Of course, rapid growth in the greenhouse doesn’t necessarily guarantee survival in the wild. But given the challenges of breeding G. brighamii in captivity in the first place, Hynson counts the early success with the boosted seedlings as a win. “My expectation is that they’re going to continue on this positive trajectory,” Hyson says. “It’s not always clear whether they’re going to survive; all we can do is try to make them as strong as possible.”
Given that the mycorrhizal method doesn’t involve any fertilizers and pesticides, the practice may be more sustainable in the long term. “If we can generate plants that do well, without all that input, then that’s the savings on all fronts,” Hynson says.
A race against time
The challenge in working with mycorrhizal fungi is that plants and fungi are exquisitely choosy with whom they strike up partnerships. Store-bought generic mycorrhizal mix for houseplants often doesn’t confer the expected benefits for this reason. The mixes usually come loaded with fertilizer to coax out some growth effects, which might mislead plant parents to think that inoculation is working, when really the fertilizer is doing the work.

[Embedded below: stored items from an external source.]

//! Shared types used across the harvesting pipeline.
//!
//! `Decree` is the accumulator that flows through every stage: the page
//! reader creates it, the classifier fills the program fields and the
//! enrichment engine fills `cnpj` and `framing`.

use crate::error::CoreError;
use chrono::{Datelike, NaiveDate};
use serde::{Deserialize, Serialize};
use std::fmt;

/// Tax-incentive programs a decree can be classified under.
#[derive(Debug, Clone, Copy, PartialEq, Eq, Hash, Serialize, Deserialize)]
pub enum Program {
    /// Programa de Desenvolvimento do Estado de Pernambuco
    #[serde(rename = "PRODEPE")]
    Prodepe,
    /// Programa de Estímulo à Indústria do Estado de Pernambuco
    #[serde(rename = "PROIND")]
    Proind,
}

impl Program {
    /// Marker token identifying the program in a decree summary.
    #[must_use]
    pub fn marker(self) -> &'static str {
        match self {
            Self::Prodepe => "PRODEPE",
            Self::Proind => "PROIND",
        }
    }
}

impl fmt::Display for Program {
    fn fmt(&self, f: &mut fmt::Formatter<'_>) -> fmt::Result {
        f.write_str(self.marker())
    }
}

/// Kind of action a decree performs.
#[derive(Debug, Clone, Copy, PartialEq, Eq, Hash, Serialize, Deserialize)]
pub enum DecreeType {
    /// Original grant (concessão)
    #[serde(rename = "C")]
    Grant,
    /// Amendment (alteração)
    #[serde(rename = "A")]
    Amendment,
    /// Extension (prorrogação)
    #[serde(rename = "P")]
    Extension,
    /// Renewal (renovação)
    #[serde(rename = "R")]
    Renewal,
    /// Transfer (transferência)
    #[serde(rename = "T")]
    Transfer,
}

impl DecreeType {
    /// Single-letter code used in exports.
    #[must_use]
    pub fn code(self) -> char {
        match self {
            Self::Grant => 'C',
            Self::Amendment => 'A',
            Self::Extension => 'P',
            Self::Renewal => 'R',
            Self::Transfer => 'T',
        }
    }
}

impl fmt::Display for DecreeType {
    fn fmt(&self, f: &mut fmt::Formatter<'_>) -> fmt::Result {
        write!(f, "{}", self.code())
    }
}

/// Regulatory framing of the benefited company.
#[derive(Debug, Clone, Copy, PartialEq, Eq, Hash, Serialize, Deserialize)]
pub enum Framing {
    /// Industrial cluster or industrial activity
    I,
    /// Distribution center
    C,
    /// Wholesale import trade
    P,
}

impl fmt::Display for Framing {
    fn fmt(&self, f: &mut fmt::Formatter<'_>) -> fmt::Result {
        let code = match self {
            Self::I => "I",
            Self::C => "C",
            Self::P => "P",
        };
        f.write_str(code)
    }
}

/// One harvested decree with its classification and enrichment fields.
#[derive(Debug, Clone, PartialEq, Eq, Serialize, Deserialize)]
pub struct Decree {
    /// Decree number, `-1` when the label could not be parsed
    pub number: i64,
    /// Identifier parsed from the detail link
    pub id: Option<i64>,
    /// Publication date text (`dd/mm/yyyy`, not validated)
    pub publish_date: String,
    /// Absolute URL of the decree text
    pub link: String,
    /// Free-text summary (ementa)
    pub summary: String,
    /// Program the decree belongs to, set by classification
    pub program: Option<Program>,
    /// Action performed by the decree
    #[serde(rename = "type")]
    pub decree_type: Option<DecreeType>,
    /// Numbers of the decrees this one references
    #[serde(rename = "origin_decree")]
    pub origin_decrees: Option<Vec<i64>>,
    /// Benefited company name
    pub company: Option<String>,
    /// Company tax identifier as found in the decree text
    pub cnpj: Option<String>,
    /// Regulatory framing of the company
    pub framing: Option<Framing>,
}

impl Decree {
    /// Create an unclassified decree from the fields read off a result row.
    #[must_use]
    pub fn new(
        number: i64,
        publish_date: impl Into<String>,
        link: impl Into<String>,
        summary: impl Into<String>,
        id: Option<i64>,
    ) -> Self {
        Self {
            number,
            id,
            publish_date: publish_date.into(),
            link: link.into(),
            summary: summary.into(),
            program: None,
            decree_type: None,
            origin_decrees: None,
            company: None,
            cnpj: None,
            framing: None,
        }
    }

    /// Whether the decree text must be searched for a framing category.
    ///
    /// Only original PRODEPE grants define framing; later acts inherit it.
    #[must_use]
    pub fn needs_framing(&self) -> bool {
        self.program == Some(Program::Prodepe) && self.decree_type == Some(DecreeType::Grant)
    }

    /// Origin decrees joined with `;` for tabular exports.
    #[must_use]
    pub fn origin_text(&self) -> Option<String> {
        self.origin_decrees.as_ref().map(|origins| {
            origins
                .iter()
                .map(ToString::to_string)
                .collect::<Vec<_>>()
                .join(";")
        })
    }
}

/// Inclusive publication date range used to set up a search.
#[derive(Debug, Clone, Copy, PartialEq, Eq, Serialize, Deserialize)]
pub struct DateRange {
    /// First day of the range
    pub start: NaiveDate,
    /// Last day of the range
    pub end: NaiveDate,
}

impl DateRange {
    /// Create a range, rejecting an end before the start.
    ///
    /// # Errors
    /// Returns error if `end` precedes `start`.
    pub fn new(start: NaiveDate, end: NaiveDate) -> Result<Self, CoreError> {
        if end < start {
            return Err(CoreError::Validation(format!(
                "date range ends ({end}) before it starts ({start})"
            )));
        }
        Ok(Self { start, end })
    }

    /// Range covering a whole calendar month.
    ///
    /// # Errors
    /// Returns error if the month is outside 1-12 or the year is not representable.
    pub fn month(month: u32, year: i32) -> Result<Self, CoreError> {
        Self::months(month, year, month, year)
    }

    /// Range from the first day of one month to the last day of another.
    ///
    /// # Errors
    /// Returns error for invalid months or an end month before the start month.
    pub fn months(
        start_month: u32,
        start_year: i32,
        end_month: u32,
        end_year: i32,
    ) -> Result<Self, CoreError> {
        let start = first_day(start_month, start_year)?;
        let end = last_day(end_month, end_year)?;
        Self::new(start, end)
    }

    /// Start date rendered as `dd/mm/yyyy`.
    #[must_use]
    pub fn start_label(&self) -> String {
        self.start.format("%d/%m/%Y").to_string()
    }

    /// End date rendered as `dd/mm/yyyy`.
    #[must_use]
    pub fn end_label(&self) -> String {
        self.end.format("%d/%m/%Y").to_string()
    }
}

impl fmt::Display for DateRange {
    fn fmt(&self, f: &mut fmt::Formatter<'_>) -> fmt::Result {
        write!(f, "{} - {}", self.start_label(), self.end_label())
    }
}

/// Expand a two-digit year to a full year.
///
/// Years up to the current two-digit year land in the 2000s, later ones in
/// the 1900s. Years of three or more digits are returned unchanged.
///
/// # Errors
/// Returns error for years that are not positive.
pub fn normalize_year(year: i32, current_year: i32) -> Result<i32, CoreError> {
    if year <= 0 {
        return Err(CoreError::Validation(format!("invalid year: {year}")));
    }
    if year >= 100 {
        return Ok(year);
    }
    if year <= current_year % 100 {
        Ok(year + 2000)
    } else {
        Ok(year + 1900)
    }
}

fn first_day(month: u32, year: i32) -> Result<NaiveDate, CoreError> {
    NaiveDate::from_ymd_opt(year, month, 1)
        .ok_or_else(|| CoreError::Validation(format!("invalid month: {month}/{year}")))
}

fn last_day(month: u32, year: i32) -> Result<NaiveDate, CoreError> {
    let first = first_day(month, year)?;
    let next = if first.month() == 12 {
        NaiveDate::from_ymd_opt(year + 1, 1, 1)
    } else {
        NaiveDate::from_ymd_opt(year, month + 1, 1)
    };
    next.and_then(|d| d.pred_opt())
        .ok_or_else(|| CoreError::Validation(format!("invalid month: {month}/{year}")))
}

Which fungal helpers a plant admits into its circle is complex—a healthy mycorrhizal pit crew for a single plant can tally as many as 80 members strong, Hynson says.
Neuenkamp says mycorrhizal fungal species are not hard to find because they’re everywhere. But the trick to building the dream team is to find which ones make a positive difference.

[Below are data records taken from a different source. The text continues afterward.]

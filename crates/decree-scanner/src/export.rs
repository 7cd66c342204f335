//! JSON and CSV export of harvested decrees.

use crate::error::Result;
use decree_core::Decree;
use std::fs::{self, File};
use std::io::{BufWriter, Write};
use std::path::Path;

/// CSV column headers, in row order.
pub const CSV_HEADER: [&str; 11] = [
    "number",
    "publish_date",
    "program",
    "type",
    "framing",
    "origin_decree",
    "cnpj",
    "company",
    "link",
    "id",
    "summary",
];

/// Byte order mark so spreadsheet tools detect UTF-8.
const UTF8_BOM: &str = "\u{feff}";

/// Write decrees as a pretty-printed JSON array.
pub fn write_json(path: &Path, decrees: &[Decree]) -> Result<()> {
    let mut writer = create(path)?;
    serde_json::to_writer_pretty(&mut writer, decrees)?;
    writer.write_all(b"\n")?;
    writer.flush()?;
    tracing::info!("Wrote {} decrees to {}", decrees.len(), path.display());
    Ok(())
}

/// Write decrees as CSV with a header row.
pub fn write_csv(path: &Path, decrees: &[Decree]) -> Result<()> {
    let mut writer = create(path)?;
    writer.write_all(UTF8_BOM.as_bytes())?;
    write_row(&mut writer, &CSV_HEADER.map(String::from))?;
    for decree in decrees {
        write_row(&mut writer, &csv_row(decree))?;
    }
    writer.flush()?;
    tracing::info!("Wrote {} decrees to {}", decrees.len(), path.display());
    Ok(())
}

/// Cells of one decree, matching `CSV_HEADER`.
pub fn csv_row(decree: &Decree) -> [String; 11] {
    [
        decree.number.to_string(),
        decree.publish_date.clone(),
        decree.program.map(|p| p.to_string()).unwrap_or_default(),
        decree.decree_type.map(|t| t.to_string()).unwrap_or_default(),
        decree.framing.map(|f| f.to_string()).unwrap_or_default(),
        decree.origin_text().unwrap_or_default(),
        decree.cnpj.clone().unwrap_or_default(),
        decree.company.clone().unwrap_or_default(),
        decree.link.clone(),
        decree.id.map(|id| id.to_string()).unwrap_or_default(),
        decree.summary.clone(),
    ]
}

fn create(path: &Path) -> Result<BufWriter<File>> {
    if let Some(parent) = path.parent() {
        fs::create_dir_all(parent)?;
    }
    Ok(BufWriter::new(File::create(path)?))
}

fn needs_quotes(field: &str) -> bool {
    field.contains(',') || field.contains('"') || field.contains('\n') || field.contains('\r')
}

fn write_row<W: Write>(w: &mut W, row: &[String]) -> std::io::Result<()> {
    let cells: Vec<String> = row
        .iter()
        .map(|cell| {
            if needs_quotes(cell) {
                format!("\"{}\"", cell.replace('"', "\"\""))
            } else {
                cell.clone()
            }
        })
        .collect();
    writeln!(w, "{}", cells.join(","))
}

For now, Hynson’s team is sourcing for entire microbial communities from the few wild gardenia relics. The researchers are testing soil samples from all over the state—gathered from healthy plants, flailing ones and even the deceased—and growing hundreds of seedlings to identify the best mycorrhizal mixture. “The idea is, if we spread out our collecting among a bunch of different trees, hopefully we can kind of hit a pot of gold,” Hynson says.
Researchers can’t say which soil sample will yield the best outcome. But once the results roll in, they plan to conduct DNA fingerprinting in the most successful soil sample to identify which fungi are present and what services they provide their host. This will help the researchers reproducibly nail down the optimal mycorrhizal inoculation formula for all future na’u cultivation.
The entire conservation process is a slow one, and the researchers are keenly aware that they’re racing against time. In the three years since Hynson has embarked on this quest to save the species, she has seen wild individuals die out faster than she has managed to raise greenhouse cultivars into adulthood.
Last year, she and a team of other botanists ventured to Oahu to check on its last surviving na’u tree. But their grueling three-hour journey of uphill bushwhacking in the rain ended in disappointment. Where Oahu’s last tree once stood, only a skeleton of a toppled tree remained, its trunk split open and its boughs bare. It had succumbed to the combined threats of competition from exotic fauna and climate change-induced habitat shifts. “We all just kind of took in the moment of realizing, that’s it for the wild individuals of this tree [on Oahu],” Hynson recalls. Down the mountain in the Nanakuli Valley, schoolchildren still chant about their “flower of the valley” in cultural songs, more of a requiem than an ode to a beloved na’u tree that’s no more on their island.
And the same overarching pattern of biodiversity decline is also playing out well beyond the archipelago’s shores. “Hawaii is a microcosm of the greater world,” Opgenorth says. Nearly half of endangered and threatened American plants are housed in Hawaii. Globally, an estimated 40 percent of terrestrial plant species are at risk of extinction.
But if the mycorrhizal inoculation of the na’u works, it might serve as a template strategy for saving other imperiled flora. In this way, Hawaii would position itself as a shining example of ecological restoration for the rest of the world. “If we can figure things out in Hawaii and find a way to live more sustainably,” Opgenorth adds, “that will reverberate—and be lessons that others can appreciate outside the islands as well.”